Sean Bean Isn't The Only Actor Turning Down Characters Who Die As Queen Latifah Opens Up About Her Own Contracts
Queen Latifah has taken extreme measures to make sure her characters don't die.
It usually doesn’t take too long for an actor in Hollywood to find themselves fit into a mold. Whether it’s Jason Statham making action movies or Mads Mikkelsen playing villains, it’s not uncommon to see actors go through similar experiences on screen with very different characters. Sean Bean has been known as the actor who dies on screen, but apparently that’s been the case with Queen Latifah as well, and she’s done with that.

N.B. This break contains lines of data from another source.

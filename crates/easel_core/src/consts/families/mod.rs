//! Typed families of symbolic constants.
//!
//! Each closed set of tag values (render mode, blend mode, cursor style, ...) is an enum whose wire value is the
//! literal the rest of the runtime compares against. Consumers get exhaustiveness checking inside Rust while
//! collaborators that compare literal strings still see the same tokens.
//!
//! ## Notes
//! - Wire values are distinct within a family (checked by the guardrail tests).
//! - A variant's [`ConstFamily::const_name`] is the name it is registered under in the dynamic registry; the
//!   registry value for that name equals [`ConstFamily::value`].
//! - The same registry name may back variants of different families (`NORMAL` is both a [`TextStyle`] and a
//!   [`TextureMode`]).
//!
//! ## Examples
//! ```rust
//! use easel_core::consts::families::{BlendMode, ConstFamily};
//!
//! assert_eq!(BlendMode::Blend.as_str(), "source-over");
//! assert_eq!(BlendMode::Blend.const_name(), "BLEND");
//! assert_eq!("color-dodge".parse::<BlendMode>().ok(), Some(BlendMode::Dodge));
//! ```

pub mod environment;
pub mod input;
pub mod rendering;
pub mod shape;
pub mod texture;
pub mod typography;

use std::fmt;

use strum::VariantArray;

use super::registry::ConstValue;

pub use environment::{AngleMode, ColorMode, Cursor, Orientation, Renderer, Sizing};
pub use input::KeyCode;
pub use rendering::{BlendMode, DebugMode, DrawMode, Filter};
pub use shape::{ArcMode, CurveKind, HorizAlign, Primitive, ShapeClose, ShapeMode, StrokeCap, StrokeJoin, VertAlign};
pub use texture::{TextureFilter, TextureMode, TextureWrap};
pub use typography::TextStyle;

/// A closed family of constants backed by registry entries.
pub trait ConstFamily: VariantArray + Copy + Eq + fmt::Debug + 'static {
    /// Human-readable family name (used in docs and test messages).
    const FAMILY: &'static str;

    /// Registry name this variant is registered under.
    fn const_name(self) -> &'static str;

    /// Value this variant serializes to.
    fn value(self) -> ConstValue;

    /// Every variant, in declaration order.
    fn variants() -> &'static [Self] {
        Self::VARIANTS
    }

    /// Resolve a registry name to a variant of this family.
    fn from_const_name(name: &str) -> Option<Self> {
        Self::VARIANTS.iter().copied().find(|v| v.const_name() == name)
    }
}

Sean Bean, the actor who dies on screen a lot, has said in the past that he’s started turning down roles where his character dies in the movie. It’s not that he has any specific issue with dying on screen anymore, Bean is a particular fan of his Fellowship of the Ring exit, but he knows that it’s happened so much that Bean now says him dying in a movie has become predictable, and he doesn’t want people to expect his characters to die. In a recent appearance on The Drew Barrymore Show (via Insider) Queen Latifah reveals that she actually includes a clause in her contracts that her characters will not die. Her reasoning is a bit different, however. She wants to be around for the sequel. Latifah explained…
As reasoning goes, it’s hard to argue with Queen Latifah’s point of view here. We live in a world where franchise filmmaking is where all the money and attention is going. Most major tentpole films, that pay the most money, are also looking for the potential of making more than one movie. If you survive the first one, there’s a pretty decent chance you’ll be in the next one. But if you die in the first movie that’s the end of the jobs and the paychecks.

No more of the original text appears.